If Life Gives You Lemons Make Lemonade
- Blue Ridge Granny
- Apr 16
- 4 min read

Our next door neighbor Theodore had a birthday approaching and I needed to think of a really tasty birthday cake. I also wanted to try an experiment, so this seemed like a good time to combine 2 events. When I try an experiment, it has to be tested on several people. This serves 2 purposes: if it’s tasty, I have succeeded and my creation is in high demand for the next social gathering. If it’s nasty, Hubby and I aren’t stuck eating a disaster for the next 5 days. Hmm…I never noticed that there is only a letter difference between tasty and nasty. That could be a sign.
I was in the baking aisle at the grocery store and found what I was looking for: Duncan Hines Perfectly Moist Lemon Supreme cake mix. Lemon is my absolute favorite flavor. Naturally, I consume vast quantities of chocolate, but that’s only for medicinal purposes. Then I found Duncan Hines Creamy Lemon Supreme frosting. This was going to be so tasty. But then, I started using my imagination, which should probably be limited to sharing tall tales. I spotted a box of instant lemon pudding and wondered how delicious my cake would be with the addition of lemon pudding.
Back in my kitchen, I assembled all my ingredients, which was the last thing I did correctly. As I was combining mix, water, oil, pudding and eggs, I remembered that my son-in-law Jed always adds just a dollop of mayonnaise to a cake mix. Jed makes fantastic cakes and I always request that he make my birthday cakes. If adding mayo works for Jed, it was bound to work for me. Mayo went into my big mixing bowl and the beaters began to whirr. The batter seemed a little stiff – that dry pudding mix was probably beginning to go into full pudding mode with all the water and oil it was exposed to. I added a little more water.
At this point, that little saying came into my head: “When cooking, follow your heart. When baking, follow the recipe.” How often have I ignored that little voice and regretted not heeding its advice?
I was too far into my experiment to back out. If you don’t bake, you might not be aware of the difficulty in separating ingredients once they have been thoroughly combined. I had to keep moving forward. I poured fragrant lemony batter into two 9-inch pans and baked them for the time required on the box. The kitchen smelled delicious. And then my timer went off.
There in the oven were two beautiful yellow cake layers. I was so relieved. I set the cake pans on wire racks to cool and watched those luscious lemony layers begin to deflate. They deflated a whole lot. They looked like 2 elevators going d-o-w-n. After they sank as far as they could go, they looked like two fluffy pancakes.
I had 2 cans of Lemon Supreme frosting on the countertop, so I kept plowing through this disaster. I put a cake layer on a plate and started slathering frosting. I could be very generous with the frosting since the square footage of the cake was way below average. Frosting can disguise a multitude of imperfections but it can’t make two fluffy pancakes look like a full size layer cake. Using 2 cans of frosting made my little hat about a half inch taller. This cake looked like a pastel porkpie hat. It belonged on the head of a cheap comic, not on Theodore’s dining table. When I did all that was possible with the frosting, my puny little cake actually looked pretty – for a short cake. And it smelled heavenly. I had to try it out.
And it tasted okay, not perfect, but okay. We can probably thank those 2 cans of frosting for improving the level of taste from ‘toss it out’ up to ‘okay’. The cake was just a little too moist. Who am I kidding? It was much too moist. I decided to take it next door anyway. I picked up the cake to put in my cake carrier and the whole thing weighed about 12 pounds. I’ve made pound cakes before. This was a pounds cake. As Hubby and I arrived, Theodore was outside surveying the damage that squirrels were doing to his blueberry bushes. He had tried everything and nothing deterred those critters.

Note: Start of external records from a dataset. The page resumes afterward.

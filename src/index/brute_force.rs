// Copyright (c) 2025 Varshith Gudur. Licensed under AGPLv3.
//! Brute-force index.

use std::collections::BinaryHeap;

use rayon::prelude::*;

use crate::config::SearchConfig;
use crate::dataset::FlatDataset;
use crate::error::Result;
use crate::index::{Neighbor, VectorIndex};
use crate::math::l2::l2_sq;
use crate::types::vector::Vector;

/// Exhaustive scan over a borrowed [`FlatDataset`]. Holds no state of its own.
#[derive(Clone, Copy, Debug)]
pub struct BruteForceIndex<'a> {
    dataset: &'a FlatDataset,
    config: SearchConfig,
}

impl<'a> BruteForceIndex<'a> {
    pub fn new(dataset: &'a FlatDataset) -> Self {
        Self::with_config(dataset, SearchConfig::default())
    }

    pub fn with_config(dataset: &'a FlatDataset, config: SearchConfig) -> Self {
        Self { dataset, config }
    }

    fn scan_parallel(&self, query: &[f32], k: usize) -> Vec<Neighbor> {
        let d = self.dataset.dim();
        let chunk_rows = self.config.chunk_rows.max(1);

        self.dataset
            .as_slice()
            .par_chunks(chunk_rows * d)
            .enumerate()
            .map(|(chunk, block)| top_k(query, block, d, chunk * chunk_rows, k))
            .reduce(Vec::new, |a, b| merge(a, b, k))
    }
}

impl VectorIndex for BruteForceIndex<'_> {
    fn len(&self) -> usize {
        self.dataset.len()
    }

    fn search(&self, query: &Vector, k: usize) -> Result<Vec<Neighbor>> {
        self.dataset.check_query(query)?;

        let n = self.dataset.len();
        let k = k.min(n);
        if k == 0 {
            return Ok(Vec::new());
        }

        let results = if self.config.is_parallel_for(n) {
            tracing::debug!(n, k, chunk_rows = self.config.chunk_rows, "parallel scan");
            self.scan_parallel(query.as_slice(), k)
        } else {
            top_k(query.as_slice(), self.dataset.as_slice(), self.dataset.dim(), 0, k)
        };

        Ok(results)
    }
}

/// Keeps the `k` smallest neighbors of `block` in a bounded max-heap.
/// `base` is the dataset position of the block's first row.
fn top_k(query: &[f32], block: &[f32], d: usize, base: usize, k: usize) -> Vec<Neighbor> {
    let mut heap: BinaryHeap<Neighbor> = BinaryHeap::with_capacity(k + 1);

    for (i, row) in block.chunks_exact(d).enumerate() {
        let candidate = Neighbor::new(l2_sq(query, row), base + i);

        if heap.len() < k {
            heap.push(candidate);
        } else if let Some(mut worst) = heap.peek_mut() {
            if candidate < *worst {
                *worst = candidate;
            }
        }
    }

    heap.into_sorted_vec()
}

/// Merges two ascending lists, keeping the first `k`.
fn merge(a: Vec<Neighbor>, b: Vec<Neighbor>, k: usize) -> Vec<Neighbor> {
    let mut out = Vec::with_capacity(k.min(a.len() + b.len()));
    let mut a = a.into_iter().peekable();
    let mut b = b.into_iter().peekable();

    while out.len() < k {
        let next = match (a.peek(), b.peek()) {
            (Some(x), Some(y)) => {
                if x <= y {
                    a.next()
                } else {
                    b.next()
                }
            }
            (Some(_), None) => a.next(),
            (None, Some(_)) => b.next(),
            (None, None) => break,
        };
        out.extend(next);
    }

    out
}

Once inside, Hubby appeared to be estimating the hat size of this cake. Theodore and Eloise both declared that the cake was absolutely delicious. Aren’t they sweet? They are even better friends than I gave them credit for. I wanted to spare them anymore suffering so I promised to take that cake home and dump it in the trash. They wouldn’t hear of it. They wanted to keep it. How gracious can a couple be?

Hubby and I went home and got ready for bed. I happened to glance out the window and saw Theodore putting hunks of cake all around his blueberry bushes.
Even the squirrels agreed - this cake was a real lemon! But Theodore finally had a solution to his varmint problem. I went ahead and bought another box of cake mix, pudding and frosting for Theodore so that after the rains take care of the first cake, I can send another 12-pound cake over to eradicate those squirrels.